• _Required work_
Go through the records and filter out every line lacking the word "impl"; copy the lines that remain.

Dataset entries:
======
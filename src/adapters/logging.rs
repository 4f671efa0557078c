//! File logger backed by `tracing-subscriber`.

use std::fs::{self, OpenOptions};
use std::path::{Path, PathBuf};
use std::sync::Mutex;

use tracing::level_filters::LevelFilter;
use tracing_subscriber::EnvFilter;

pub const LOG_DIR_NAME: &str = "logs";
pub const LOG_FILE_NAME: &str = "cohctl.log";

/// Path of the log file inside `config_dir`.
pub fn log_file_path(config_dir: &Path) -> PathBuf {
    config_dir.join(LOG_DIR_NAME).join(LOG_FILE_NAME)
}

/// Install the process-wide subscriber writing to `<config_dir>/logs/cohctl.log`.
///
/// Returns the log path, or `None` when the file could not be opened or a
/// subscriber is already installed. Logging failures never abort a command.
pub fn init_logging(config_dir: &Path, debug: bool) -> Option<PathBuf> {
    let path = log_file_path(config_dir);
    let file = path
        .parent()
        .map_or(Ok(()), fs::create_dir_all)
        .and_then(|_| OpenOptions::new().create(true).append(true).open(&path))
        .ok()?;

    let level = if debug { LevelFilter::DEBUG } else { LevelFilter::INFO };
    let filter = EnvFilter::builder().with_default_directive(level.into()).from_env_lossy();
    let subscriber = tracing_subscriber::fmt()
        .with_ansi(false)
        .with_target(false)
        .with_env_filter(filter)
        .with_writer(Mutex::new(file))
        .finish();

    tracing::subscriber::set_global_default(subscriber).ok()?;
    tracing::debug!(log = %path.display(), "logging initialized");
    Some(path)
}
======
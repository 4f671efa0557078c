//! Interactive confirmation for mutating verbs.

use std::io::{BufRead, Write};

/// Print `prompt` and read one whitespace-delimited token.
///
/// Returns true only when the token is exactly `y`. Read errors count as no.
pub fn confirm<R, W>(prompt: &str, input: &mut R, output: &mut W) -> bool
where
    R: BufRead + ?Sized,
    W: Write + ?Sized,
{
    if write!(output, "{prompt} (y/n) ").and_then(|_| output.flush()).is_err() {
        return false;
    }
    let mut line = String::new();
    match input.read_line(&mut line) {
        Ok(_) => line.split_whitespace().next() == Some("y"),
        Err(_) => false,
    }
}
======
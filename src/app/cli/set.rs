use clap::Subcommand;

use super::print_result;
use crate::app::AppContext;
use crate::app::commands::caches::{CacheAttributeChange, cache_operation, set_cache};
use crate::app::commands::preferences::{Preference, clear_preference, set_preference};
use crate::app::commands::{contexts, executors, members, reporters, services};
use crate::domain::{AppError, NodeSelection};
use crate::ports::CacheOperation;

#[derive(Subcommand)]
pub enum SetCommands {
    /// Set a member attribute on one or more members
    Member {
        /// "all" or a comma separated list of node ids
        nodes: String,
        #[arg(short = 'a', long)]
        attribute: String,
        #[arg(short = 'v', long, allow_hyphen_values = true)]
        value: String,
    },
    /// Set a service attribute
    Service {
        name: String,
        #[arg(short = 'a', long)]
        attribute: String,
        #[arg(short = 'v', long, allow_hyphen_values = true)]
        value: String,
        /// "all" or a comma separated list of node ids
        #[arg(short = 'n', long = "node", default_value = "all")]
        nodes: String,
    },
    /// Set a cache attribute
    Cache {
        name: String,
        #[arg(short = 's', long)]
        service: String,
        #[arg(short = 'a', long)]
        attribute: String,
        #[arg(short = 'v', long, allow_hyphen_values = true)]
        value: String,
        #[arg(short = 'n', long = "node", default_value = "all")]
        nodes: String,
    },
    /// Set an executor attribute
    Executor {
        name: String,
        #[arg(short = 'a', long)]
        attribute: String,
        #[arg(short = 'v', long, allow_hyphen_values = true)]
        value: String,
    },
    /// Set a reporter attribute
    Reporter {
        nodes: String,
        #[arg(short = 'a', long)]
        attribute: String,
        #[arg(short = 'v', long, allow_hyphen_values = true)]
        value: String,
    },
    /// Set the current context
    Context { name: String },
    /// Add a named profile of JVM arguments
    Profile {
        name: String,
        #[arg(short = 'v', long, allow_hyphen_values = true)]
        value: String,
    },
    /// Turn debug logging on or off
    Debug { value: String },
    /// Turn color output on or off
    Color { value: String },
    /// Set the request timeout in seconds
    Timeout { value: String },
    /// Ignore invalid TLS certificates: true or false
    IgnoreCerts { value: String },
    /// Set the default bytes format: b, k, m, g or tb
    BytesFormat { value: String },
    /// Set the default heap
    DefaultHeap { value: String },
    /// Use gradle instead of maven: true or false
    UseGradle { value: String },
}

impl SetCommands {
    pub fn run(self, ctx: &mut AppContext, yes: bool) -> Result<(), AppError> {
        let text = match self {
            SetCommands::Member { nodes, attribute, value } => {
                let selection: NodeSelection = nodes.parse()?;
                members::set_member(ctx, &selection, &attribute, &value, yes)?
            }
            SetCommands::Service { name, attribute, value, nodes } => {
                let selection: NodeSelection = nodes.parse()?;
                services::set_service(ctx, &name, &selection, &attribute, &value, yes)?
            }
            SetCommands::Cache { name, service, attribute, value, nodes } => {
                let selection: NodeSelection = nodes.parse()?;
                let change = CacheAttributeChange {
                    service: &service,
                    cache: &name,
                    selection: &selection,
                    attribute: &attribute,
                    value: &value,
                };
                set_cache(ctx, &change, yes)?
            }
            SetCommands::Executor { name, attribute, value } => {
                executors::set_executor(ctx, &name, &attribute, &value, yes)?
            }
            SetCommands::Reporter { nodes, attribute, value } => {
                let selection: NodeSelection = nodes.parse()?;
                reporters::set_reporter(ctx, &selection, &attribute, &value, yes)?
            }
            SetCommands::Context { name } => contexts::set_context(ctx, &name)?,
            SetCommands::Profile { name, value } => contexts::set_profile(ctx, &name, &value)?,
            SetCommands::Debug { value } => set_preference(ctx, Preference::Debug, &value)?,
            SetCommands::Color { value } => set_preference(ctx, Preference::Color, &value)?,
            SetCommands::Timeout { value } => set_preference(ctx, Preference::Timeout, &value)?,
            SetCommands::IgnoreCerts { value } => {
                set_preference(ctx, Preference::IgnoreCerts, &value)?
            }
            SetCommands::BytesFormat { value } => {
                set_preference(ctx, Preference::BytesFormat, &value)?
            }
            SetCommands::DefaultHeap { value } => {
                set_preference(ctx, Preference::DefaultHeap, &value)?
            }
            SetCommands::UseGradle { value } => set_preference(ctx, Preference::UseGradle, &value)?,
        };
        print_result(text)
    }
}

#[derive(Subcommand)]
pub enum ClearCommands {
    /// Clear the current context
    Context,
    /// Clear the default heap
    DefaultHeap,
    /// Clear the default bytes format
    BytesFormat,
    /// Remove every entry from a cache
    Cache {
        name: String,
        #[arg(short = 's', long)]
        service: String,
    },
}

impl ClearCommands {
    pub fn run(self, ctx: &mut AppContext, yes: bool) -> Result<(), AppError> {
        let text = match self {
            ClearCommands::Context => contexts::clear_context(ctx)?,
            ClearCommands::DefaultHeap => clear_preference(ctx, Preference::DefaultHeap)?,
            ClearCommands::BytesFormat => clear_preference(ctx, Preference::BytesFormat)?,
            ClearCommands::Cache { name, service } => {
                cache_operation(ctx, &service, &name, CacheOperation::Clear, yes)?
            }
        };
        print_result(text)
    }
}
======
• _Answer area_
impl SetCommands {
impl ClearCommands {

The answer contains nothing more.